Climate change displacement is immensely complex topic, conceptually, morally, and practically. Both its study and its responses cross numerous disciplines, and all policymaking, practice, and research involve high degrees of uncerainty. While human displacement is a well establish concept, fully and meaningfully integrating climate change within that work, and of displacement within climate action, remains a cutting-edge, and challenging space.


CDPI believes that to fully grapple with all that climate displacement represents requires a fundamental reimagining, and in some cases a rediscovery, of the patterns of human mobility. Humans have always moved, whether for opportunity or to escape dangers in their immediate environment or seek more amenable environments. In the 21st Century, however, all humans will move, voluntarily and involuntarily, under the shadow of anthropogenic climate change and its innumerable, often insidious, impacts. 

Because of all of this, and especially because of the uncertainty associated with climate change's impacts on human mobility, there are significant debates around the ideal terminology to be used.  There are closely related technical terms which specify if movement is voluntary (migration) or forced (displacement), temporary (evacuation) or protracted (long-term displacement) or permanent (relocation); whether movement is possible (mobility) or not (trapped population). Perhaps most critically, there is immense difficulty in attributing movement to any particular "push" factor.

As the United Kingdom's Government Office for Science laid out in a 2011 project on environmental migration (see diagram below), the causal factors that go into any - but especially a climate-related - mobility decision are numerous.

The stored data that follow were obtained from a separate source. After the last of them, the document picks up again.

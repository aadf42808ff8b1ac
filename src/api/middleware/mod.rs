pub mod api_path;
pub mod validated_json;

pub use api_path::ApiPath;
pub use validated_json::{FieldErrorsBuilder, Validate, ValidatedJson};
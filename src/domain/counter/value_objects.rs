use serde::{Deserialize, Serialize};
use std::fmt;

use crate::domain::errors::DomainError;

/// Name of the user a counter tracks
///
/// # Invariants
/// - Not empty once surrounding whitespace is removed
/// - Unique within the owning team (enforced by the repositories)
#[derive(Debug, Clone, PartialEq, Eq, Hash, Serialize, Deserialize)]
pub struct UserName(String);

impl UserName {
    pub fn new(name: impl AsRef<str>) -> Result<Self, DomainError> {
        let trimmed = name.as_ref().trim();
        if trimmed.is_empty() {
            return Err(DomainError::validation("User name cannot be empty"));
        }

        Ok(UserName(trimmed.to_string()))
    }

    pub fn as_str(&self) -> &str {
        &self.0
    }
}

impl fmt::Display for UserName {
    fn fmt(&self, f: &mut fmt::Formatter) -> fmt::Result {
        write!(f, "{}", self.0)
    }
}
use std::net::{IpAddr, SocketAddr};

use thiserror::Error;

/// Errors raised while reading configuration from the environment
#[derive(Debug, Error)]
pub enum ConfigError {
    #[error("Invalid value for {key}: {value}")]
    InvalidValue { key: &'static str, value: String },
}

/// Runtime configuration, read from the environment (and `.env`)
#[derive(Debug, Clone)]
pub struct AppConfig {
    pub host: IpAddr,
    pub port: u16,
    /// PostgreSQL connection string; `None` selects the in-memory store
    pub database_url: Option<String>,
    pub max_connections: u32,
    /// Seed demo teams and counters at startup
    pub use_test_data: bool,
}

impl Default for AppConfig {
    fn default() -> Self {
        Self {
            host: IpAddr::from([0, 0, 0, 0]),
            port: 3000,
            database_url: None,
            max_connections: 5,
            use_test_data: false,
        }
    }
}

impl AppConfig {
    /// Loads `.env` if present, then reads the process environment
    pub fn from_env() -> Result<Self, ConfigError> {
        dotenv::dotenv().ok();
        Self::from_lookup(|key| std::env::var(key).ok())
    }

    /// Builds the configuration from an arbitrary key lookup
    pub fn from_lookup(lookup: impl Fn(&str) -> Option<String>) -> Result<Self, ConfigError> {
        let defaults = Self::default();

        Ok(Self {
            host: parse_or(&lookup, "HOST", defaults.host)?,
            port: parse_or(&lookup, "PORT", defaults.port)?,
            database_url: lookup("DATABASE_URL").filter(|url| !url.trim().is_empty()),
            max_connections: parse_or(&lookup, "DATABASE_MAX_CONNECTIONS", defaults.max_connections)?,
            use_test_data: parse_or(&lookup, "USE_TEST_DATA", defaults.use_test_data)?,
        })
    }

    pub fn socket_addr(&self) -> SocketAddr {
        SocketAddr::new(self.host, self.port)
    }
}

fn parse_or<T: std::str::FromStr>(
    lookup: &impl Fn(&str) -> Option<String>,
    key: &'static str,
    default: T,
) -> Result<T, ConfigError> {
    match lookup(key) {
        None => Ok(default),
        Some(value) => value
            .trim()
            .to_ascii_lowercase()
            .parse()
            .map_err(|_| ConfigError::InvalidValue { key, value }),
    }
}
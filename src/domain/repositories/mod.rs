// Repository interfaces (ports)
// Implemented by the infrastructure layer

pub mod counter_repository;
pub mod team_repository;

pub use counter_repository::CounterRepository;
pub use team_repository::TeamRepository;
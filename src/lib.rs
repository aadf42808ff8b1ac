//! Leaderboard API Library
//!
//! Teams own per-user step counters; clients create teams and counters,
//! increment counters under optimistic concurrency, and read the team
//! leaderboard. This library holds the domain model, the services, the
//! storage adapters and the HTTP layer; the binary only wires them up.

pub mod api;
pub mod config;
pub mod domain;
pub mod infrastructure;
pub mod services;
//! Demo data for local runs (`USE_TEST_DATA=true`)

use rand::Rng;

use crate::domain::counter::Counter;
use crate::domain::team::Team;
use crate::domain::DomainResult;
use crate::infrastructure::storage::Repositories;

const TEAMS: usize = 5;
const COUNTERS_PER_TEAM: usize = 3;

/// Creates `team-1`..`team-5`, each with counters `usr-1`..`usr-3`
/// holding a random step count below 100
pub async fn seed_test_data(repositories: &Repositories) -> DomainResult<()> {
    for i in 1..=TEAMS {
        let team = Team::new(format!("team-{}", i))?;
        repositories.teams.create(&team).await?;

        for j in 1..=COUNTERS_PER_TEAM {
            let mut counter = Counter::new(team.id(), format!("usr-{}", j))?;
            let steps: i64 = rand::thread_rng().gen_range(0..100);
            if steps > 0 {
                let token = counter.last_updated();
                counter.increment(steps, token)?;
            }
            repositories.counters.create(&counter).await?;
        }
    }

    tracing::info!(
        teams = TEAMS,
        counters = TEAMS * COUNTERS_PER_TEAM,
        "Seeded test data"
    );
    Ok(())
}
use axum::{
    routing::{delete, get, post},
    Router,
};
use tower_http::cors::{Any, CorsLayer};
use tower_http::trace::TraceLayer;

use crate::api::handlers::{counters, health, teams};
use crate::api::state::AppState;

/// Builds the application router with all routes and middleware
pub fn router(state: AppState) -> Router {
    // Configure CORS
    let cors = CorsLayer::new()
        .allow_origin(Any)
        .allow_methods(Any)
        .allow_headers(Any);

    Router::new()
        // Health check
        .route("/health", get(health::health_check))
        // Counter routes
        .route("/api/counters", post(counters::create_counter))
        .route(
            "/api/counters/:id",
            get(counters::get_counter).delete(counters::delete_counter),
        )
        .route(
            "/api/counters/:id/increment",
            post(counters::increment_counter),
        )
        // Team routes
        .route("/api/teams", post(teams::create_team))
        .route("/api/teams/leaderboard", get(teams::get_leaderboard))
        .route("/api/teams/:id", delete(teams::delete_team))
        .route("/api/teams/:id/steps", get(teams::get_team_steps))
        .route("/api/teams/:id/counters", get(teams::get_team_counters))
        // Middleware
        .layer(TraceLayer::new_for_http())
        .layer(cors)
        // Shared state
        .with_state(state)
}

Conceptual diagram of migration and mobility drivers and decision-making factors in the context of environmental change - from the UK Office of Science (2011).


For the purposes of CDPI’s work, climate displacement, or climate displaced persons, are the preferred terms to encompass what the International Organization for Migration (IOM) otherwise defines as environmental migration, where:

[Climate displaced] people are “persons or groups of persons who, predominantly for reasons of sudden or progressive change in the environment that adversely affects their lives or living conditions, are obliged to leave their habitual homes, or choose to do so, either temporarily or permanently, and who move either within their country or abroad.”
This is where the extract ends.